Highlight fidelity for structured-comment dialects: lineComment regions, continuation brackets, contextualScopes, comment markup#58
Open
theoephraim wants to merge 6 commits into
Conversation
…dialects
A grammar whose comment token matches only the INTRODUCER (a bare `#`) while
the comment content is parser-tokenized (env-spec decorator comments) renders
badly from flat token rules: the prose after `#` keeps the ordinary text-token
scopes (string.unquoted, constant.numeric, ...), so themes color comments like
code.
New highlight-only token metadata — mirroring `interpolation` — declares the
shape instead:
token('#', { scope: 'comment.line', lineComment: { richStarters: [DEC_NAME] } })
gen-tm then emits to-end-of-line regions in place of the flat rule:
- a RICH region gated on a lookahead that a declared rich-starter opens the
body (`# @decorator(...)`) — full token highlighting applies inside via
$self, on top of the comment base scope, so structured comments keep their
colors while stray text dims;
- a PLAIN region for every other comment — no inner patterns, so the body
falls to the comment scope and dims like any comment.
The introducer captures as punctuation.definition.comment. Lexer/parser and
all other generators are untouched; grammars without the metadata are
byte-identical (npm run gen produces no diffs for the six built-in grammars).
Also registers test/env-spec-regressions.ts as a check gate (it was previously
manual-only) and extends it with the new contracts.
…ch comments
A bracket left OPEN in a rich comment continues the construct across
consecutive introducer-prefixed lines (env-spec multi-line decorator calls and
literals):
# @import(
# ./.env.shared,
# pick=[
# KEY1, # note
# ],
# )
Declared via `lineComment.continuationBrackets` (bracket pairs). Each pair
emits a begin/end region nested inside the line-scoped rich region — a
TextMate child region suspends its parent's $ end, so the construct spans
lines while single-line comments still close at EOL. Inside a construct:
a line-start introducer is a CONTINUATION MARKER (comment punctuation, not a
new comment); any other introducer opens an embedded comment that dims to
end-of-line; brackets nest recursively; everything else highlights via $self.

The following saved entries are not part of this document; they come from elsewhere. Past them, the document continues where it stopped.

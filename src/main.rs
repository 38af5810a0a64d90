use std::path::{Path, PathBuf};
use std::sync::Arc;
use std::time::Instant;

use anyhow::Context;
use winit::{
    application::ApplicationHandler,
    event::WindowEvent,
    event_loop::{ActiveEventLoop, ControlFlow, EventLoop},
    window::{Window, WindowId},
};

// Import from the library crate
use cat_viewer::{
    config::ViewerConfig,
    controller::{ViewerEvent, ViewerState},
    logging,
    model::AssetError,
    ui::{self, UiAction, UiState},
    view::{GpuContext, Renderer, UiFrame},
};

/// Everything that exists once the window is up.
struct Viewer {
    window: Arc<Window>,
    gpu: GpuContext,
    renderer: Renderer,
    egui_ctx: egui::Context,
    egui_state: egui_winit::State,
    state: ViewerState,
    ui_state: UiState,
    config: ViewerConfig,
    last_frame_time: Instant,
}

impl Viewer {
    fn new(event_loop: &ActiveEventLoop, config: &ViewerConfig) -> anyhow::Result<Self> {
        let window_attributes = Window::default_attributes()
            .with_title("Cat")
            .with_inner_size(winit::dpi::PhysicalSize::new(config.window_width, config.window_height));
        let window = Arc::new(event_loop.create_window(window_attributes).context("creating window")?);

        let gpu = pollster::block_on(GpuContext::new(window.clone())).context("initializing graphics")?;
        let mut renderer = Renderer::new(&gpu, config).context("building shader programs")?;
        let mut state = ViewerState::new(renderer.program_count(), gpu.config.width, gpu.config.height);

        let model_path = config.default_model_path();
        let info = renderer
            .load_model(&model_path, state.texture_variant(), state.current_program())
            .with_context(|| format!("loading {}", model_path.display()))?;
        state.apply_loaded_model(&info);

        let egui_ctx = egui::Context::default();
        let egui_state = egui_winit::State::new(
            egui_ctx.clone(),
            egui::ViewportId::ROOT,
            &window,
            Some(window.scale_factor() as f32),
            None,
            None,
        );

        tracing::info!("Viewer ready with {} programs", renderer.program_count());
        Ok(Self {
            window,
            gpu,
            renderer,
            egui_ctx,
            egui_state,
            state,
            ui_state: UiState::new(config),
            config: config.clone(),
            last_frame_time: Instant::now(),
        })
    }

    fn input(&mut self, event: &WindowEvent) {
        // First let egui process the event
        let egui_captured = self.egui_state.on_window_event(self.window.as_ref(), event).consumed;

        let Some(viewer_event) = ViewerEvent::from_window_event(event) else {
            return;
        };
        // Releases and cursor motion always reach the viewer so nothing stays held.
        let always = matches!(
            viewer_event,
            ViewerEvent::KeyUp(_)
                | ViewerEvent::MouseUp(_)
                | ViewerEvent::CursorMoved(_)
                | ViewerEvent::Resized { .. }
                | ViewerEvent::FocusLost
        );
        if always || !egui_captured {
            self.state.handle_event(&viewer_event);
        }
    }

    fn resize(&mut self, size: winit::dpi::PhysicalSize<u32>) {
        self.gpu.resize(size.width, size.height);
        self.renderer.resize(size.width, size.height);
    }

    fn reload_model(&mut self, path: &Path) {
        match self.renderer.load_model(path, self.state.texture_variant(), self.state.current_program()) {
            Ok(info) => {
                self.state.apply_loaded_model(&info);
                self.ui_state.status = None;
            }
            Err(e) => self.report_load_error(e),
        }
    }

    fn report_load_error(&mut self, error: AssetError) {
        tracing::error!("{}", error);
        self.ui_state.status = Some(error.to_string());
    }

    fn current_model_path(&self) -> PathBuf {
        self.renderer
            .model_info()
            .map(|info| info.path.clone())
            .unwrap_or_else(|| self.config.default_model_path())
    }

    fn apply(&mut self, action: UiAction) {
        match action {
            UiAction::CycleTexture => {
                let variant = self.state.cycle_texture();
                tracing::info!("Texture variant {}", variant.index() + 1);
                let path = self.current_model_path();
                self.reload_model(&path);
                self.state.reset_spin();
            }
            UiAction::SelectProgram(index) => {
                if self.state.select_program(index) {
                    self.renderer.rebind_model(index);
                }
            }
            UiAction::LoadModel(path) => self.reload_model(&path),
            UiAction::LoadTexture(path) => {
                match self.renderer.load_texture(&path, self.state.current_program()) {
                    Ok(()) => self.ui_state.status = None,
                    Err(e) => self.report_load_error(e),
                }
            }
        }
    }

    fn redraw(&mut self, event_loop: &ActiveEventLoop) {
        let now = Instant::now();
        let dt = (now - self.last_frame_time).as_secs_f32();
        self.last_frame_time = now;

        self.state.update(dt);

        let raw_input = self.egui_state.take_egui_input(&self.window);
        let program_names = self.renderer.program_names();
        let mut actions = Vec::new();
        let output = self.egui_ctx.run(raw_input, |ctx| {
            actions = ui::draw_viewer_ui(
                ctx,
                &mut self.ui_state,
                &mut self.state,
                self.renderer.model_info(),
                &program_names,
            );
        });
        self.egui_state.handle_platform_output(&self.window, output.platform_output);

        for action in actions {
            self.apply(action);
        }

        let primitives = self.egui_ctx.tessellate(output.shapes, output.pixels_per_point);
        let frame = UiFrame {
            primitives: &primitives,
            textures_delta: &output.textures_delta,
            pixels_per_point: output.pixels_per_point,
        };

        match self.renderer.draw_frame(&self.gpu, &self.state, frame) {
            Ok(()) => {}
            Err(wgpu::SurfaceError::Lost | wgpu::SurfaceError::Outdated) => self.gpu.reconfigure(),
            Err(wgpu::SurfaceError::OutOfMemory) => {
                tracing::error!("Out of GPU memory, exiting");
                self.renderer.terminate();
                event_loop.exit();
            }
            Err(e) => tracing::warn!("Dropped frame: {:?}", e),
        }
    }
}

struct App {
    config: ViewerConfig,
    viewer: Option<Viewer>,
    startup_error: Option<anyhow::Error>,
}

impl App {
    fn new(config: ViewerConfig) -> Self {
        Self { config, viewer: None, startup_error: None }
    }

    fn finish(self) -> anyhow::Result<()> {
        match self.startup_error {
            Some(e) => Err(e),
            None => Ok(()),
        }
    }
}

impl ApplicationHandler for App {
    fn resumed(&mut self, event_loop: &ActiveEventLoop) {
        if self.viewer.is_some() {
            return;
        }

        match Viewer::new(event_loop, &self.config) {
            Ok(viewer) => self.viewer = Some(viewer),
            Err(e) => {
                tracing::error!("Startup failed: {:#}", e);
                self.startup_error = Some(e);
                event_loop.exit();
            }
        }
    }

    fn window_event(&mut self, event_loop: &ActiveEventLoop, window_id: WindowId, event: WindowEvent) {
        let Some(viewer) = self.viewer.as_mut() else {
            return;
        };
        if window_id != viewer.window.id() {
            return;
        }

        viewer.input(&event);
        match event {
            WindowEvent::CloseRequested => {
                viewer.renderer.terminate();
                event_loop.exit();
            }
            WindowEvent::Resized(physical_size) => viewer.resize(physical_size),
            WindowEvent::RedrawRequested => viewer.redraw(event_loop),
            _ => {}
        }
    }

    fn about_to_wait(&mut self, _event_loop: &ActiveEventLoop) {
        if let Some(viewer) = &self.viewer {
            viewer.window.request_redraw();
        }
    }

    fn exiting(&mut self, _event_loop: &ActiveEventLoop) {
        if let Some(viewer) = self.viewer.as_mut() {
            viewer.renderer.terminate();
        }
    }
}

fn main() -> anyhow::Result<()> {
    logging::init();

    let config = ViewerConfig::from_env();
    tracing::info!("Assets directory: {}", config.assets_dir().display());

    let event_loop = EventLoop::new().context("creating event loop")?;
    event_loop.set_control_flow(ControlFlow::Poll);

    let mut app = App::new(config);
    event_loop.run_app(&mut app).context("running event loop")?;
    app.finish()
}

An unclosed bracket runs the region to the next closer — the standard
hand-written-grammar hazard; the parser stays the authority on validity.
Opt-in as before: `npm run gen` produces no diffs for the built-in grammars;
41/41 gates pass (env-spec regression contracts extended to 18).
Two more generic highlight-fidelity features hand-written grammars have that
generated ones lacked:
1. `contextualScopes` — grammar-level, highlight-only: token T carries scope S
when it appears within rule R (T's immediate enclosing rule):
contextualScopes: [
{ token: ASSIGN_KEY, within: [FunctionArgKeyValue], scope: 'entity.other.attribute-name' },
]
Each generator consumes the SAME declaration at its own fidelity:
- tree-sitter: exact `(rule (token) @capture)` queries, emitted last
(highlight resolution is last-wins) so they override the token's flat
capture inside the declared rules only;
- gen-tm: the flat grammar approximates rule context with derived CONSTRUCT
regions — a call-argument region (callee + `(` … `)`, nested bracket
regions inside, only emitted when contextual scopes are declared) and the
lineComment continuation-bracket interiors — where the override rules are
tried before the token's flat rule; top-level occurrences keep the
declared scope. The callee capture reuses the grammar's own callee-token
scope when one is declared.
Motivating case: env-spec option keys (`fn(retry=3)`, `@import(pick=…)`)
styling as attribute names, distinct from top-level env var keys.
2. `lineComment.markup` — declared doc-markup patterns (token-pattern IR, e.g.
`**bold**` / `__italic__`) highlighted inside PLAIN comment bodies.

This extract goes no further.